Rail fares are still going up - the North gets hammered
He also announced that he was scrapping the ‘flex’ system where train companies could cheekily raise some fares by up to 2% above the permitted average.
It will cost the Government £100 million though, so they'll claw that back from you elsewhere no doubt.
As if pre-programmed, Mr Osborne trotted out his: "Support for hard-working taxpayers is at the heart of our long-term economic plan."
"It's only because we've taken difficult decisions on the public finances that we can afford to help families further."

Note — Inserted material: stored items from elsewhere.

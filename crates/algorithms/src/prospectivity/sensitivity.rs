//! Sensitivity of the target set to the fusion weights

use std::collections::BTreeSet;

use serde::{Deserialize, Serialize};
use terraf_core::vector::ReferenceSite;
use terraf_core::{Error, Result};
use tracing::debug;

use super::fuse::fuse;
use super::targets::{Target, TargetParams, extract_targets};
use super::weights::{FusionWeights, ScoreSet};
use crate::maybe_rayon::*;

/// Outcome of one weight set
#[derive(Debug, Clone, PartialEq, Serialize, Deserialize)]
pub struct SensitivityRun {
    pub weights: FusionWeights,
    pub target_count: usize,
    pub total_area_ha: f64,
    /// Jaccard index of this run's target cells against the first run's
    pub overlap_with_baseline: f64,
}

#[derive(Debug, Clone, PartialEq, Serialize, Deserialize)]
pub struct SensitivityReport {
    /// One entry per weight set, in input order; the first is the baseline
    pub runs: Vec<SensitivityRun>,
    /// Mean overlap of the non-baseline runs (1.0 with a single run)
    pub mean_overlap: f64,
}

/// Re-run fusion and target extraction for each weight set.
///
/// Runs are independent and execute in parallel; the report keeps the
/// order of `weight_sets`.
///
/// # Errors
/// - `Error::Config` for an empty `weight_sets` or any invalid weight set
/// - Any error from [`fuse`] or [`extract_targets`]
pub fn sensitivity_analysis(
    scores: &ScoreSet,
    sites: &[ReferenceSite],
    weight_sets: &[FusionWeights],
    params: &TargetParams,
) -> Result<SensitivityReport> {
    if weight_sets.is_empty() {
        return Err(Error::config("weight_sets", "at least one weight set is required"));
    }
    params.validate()?;
    for weights in weight_sets {
        weights.validate()?;
    }

    let outcomes: Vec<(BTreeSet<(usize, usize)>, usize, f64)> = weight_sets
        .par_iter()
        .map(|weights| {
            let surface = fuse(scores, weights)?;
            let targets = extract_targets(&surface, scores, sites, params)?;
            Ok((
                target_cells(&targets),
                targets.len(),
                targets.iter().map(|t| t.area_ha).sum(),
            ))
        })
        .collect::<Result<_>>()?;

    let baseline = &outcomes[0].0;
    let runs: Vec<SensitivityRun> = weight_sets
        .iter()
        .zip(&outcomes)
        .map(|(weights, (cells, target_count, total_area_ha))| SensitivityRun {
            weights: weights.clone(),
            target_count: *target_count,
            total_area_ha: *total_area_ha,
            overlap_with_baseline: jaccard(baseline, cells),
        })
        .collect();

    let mean_overlap = if runs.len() > 1 {
        runs[1..].iter().map(|r| r.overlap_with_baseline).sum::<f64>() / (runs.len() - 1) as f64
    } else {
        1.0
    };

    debug!(runs = runs.len(), mean_overlap, "sensitivity analysis");
    Ok(SensitivityReport { runs, mean_overlap })
}

fn target_cells(targets: &[Target]) -> BTreeSet<(usize, usize)> {
    targets.iter().flat_map(|t| t.cells.iter().copied()).collect()
}

/// |A ∩ B| / |A ∪ B|; two empty sets are identical
fn jaccard(a: &BTreeSet<(usize, usize)>, b: &BTreeSet<(usize, usize)>) -> f64 {
    let union = a.union(b).count();
    if union == 0 {
        return 1.0;
    }
    a.intersection(b).count() as f64 / union as f64
}

#[cfg(test)]
mod tests {
    use super::*;
    use crate::prospectivity::Dimension;
    use approx::assert_relative_eq;
    use terraf_core::GeoTransform;
    use terraf_core::raster::Raster;

    fn layer(values: Vec<f64>) -> Raster<f64> {
        let mut r = Raster::from_vec(values, 6, 6).unwrap();
        r.set_transform(GeoTransform::new(0.0, 180.0, 30.0, -30.0));
        r
    }

    /// Spectral lights up the top-left corner, magnetic the bottom-right
    fn scores() -> ScoreSet {
        let mut spectral = vec![0.0; 36];
        let mut magnetic = vec![0.0; 36];
        for r in 0..2 {
            for c in 0..2 {
                spectral[r * 6 + c] = 1.0;
                magnetic[(r + 4) * 6 + c + 4] = 1.0;
            }
        }
        let mut set = ScoreSet::new();
        set.insert(Dimension::Spectral, layer(spectral));
        set.insert(Dimension::Magnetic, layer(magnetic));
        set
    }

    fn params() -> TargetParams {
        TargetParams {
            percentile_threshold: 80.0,
            min_area_ha: 0.0,
            ..Default::default()
        }
    }

    fn weights(spectral: f64) -> FusionWeights {
        FusionWeights::new([(Dimension::Spectral, spectral), (Dimension::Magnetic, 1.0 - spectral)])
    }

    #[test]
    fn test_baseline_overlaps_itself() {
        let report =
            sensitivity_analysis(&scores(), &[], &[weights(0.9), weights(0.9)], &params()).unwrap();
        assert_eq!(report.runs.len(), 2);
        assert_eq!(report.runs[0].overlap_with_baseline, 1.0);
        assert_eq!(report.mean_overlap, 1.0);
    }

    #[test]
    fn test_runs_keep_input_order() {
        let sets = [weights(0.9), weights(0.8), weights(0.1)];
        let report = sensitivity_analysis(&scores(), &[], &sets, &params()).unwrap();
        for (run, w) in report.runs.iter().zip(&sets) {
            assert_eq!(&run.weights, w);
            assert_eq!(run.target_count, 1);
        }
        // Spectral-led runs keep the top-left corner, 0.1 flips to bottom-right
        assert_eq!(report.runs[1].overlap_with_baseline, 1.0);
        assert_eq!(report.runs[2].overlap_with_baseline, 0.0);
        assert_relative_eq!(report.mean_overlap, 0.5);
        assert_relative_eq!(report.runs[0].total_area_ha, 0.36, epsilon = 1e-12);
    }

    #[test]
    fn test_single_run() {
        let report = sensitivity_analysis(&scores(), &[], &[weights(0.6)], &params()).unwrap();
        assert_eq!(report.mean_overlap, 1.0);
    }

    #[test]
    fn test_empty_weight_sets() {
        let err = sensitivity_analysis(&scores(), &[], &[], &params()).unwrap_err();
        assert!(matches!(err, Error::Config { .. }));
    }

    #[test]
    fn test_invalid_weight_set_rejected() {
        let bad = FusionWeights::new([(Dimension::Spectral, 0.6), (Dimension::Magnetic, 0.6)]);
        let err = sensitivity_analysis(&scores(), &[], &[weights(0.9), bad], &params()).unwrap_err();
        assert!(matches!(err, Error::Config { .. }));
    }

    #[test]
    fn test_jaccard_empty_sets() {
        assert_eq!(jaccard(&BTreeSet::new(), &BTreeSet::new()), 1.0);
    }
}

However, rail passengers in the north of England are not going to be feeling very supported for their hard work and tax payments, as new rules mean that passengers in Greater Manchester and parts of Yorkshire won't be able to buy off-peak return tickets for travel between 4pm and 6.30pm. That basically means that, because they'll be buying 'peak' or 'anytime' tickets, it'll cost them 40-50% more than off-peak fares.
So, if you're catching a train from Rochdale to Wigan, it'll now cost you £11 when it would've cost you £4.20.
Martin Abrams of the Campaign for Better Transport isn't happy: "The DfT's extension of peak fares on Northern is part of an incoherent strategy to make existing passengers pay more for outdated services instead of investing in better quality rail for the future across the region."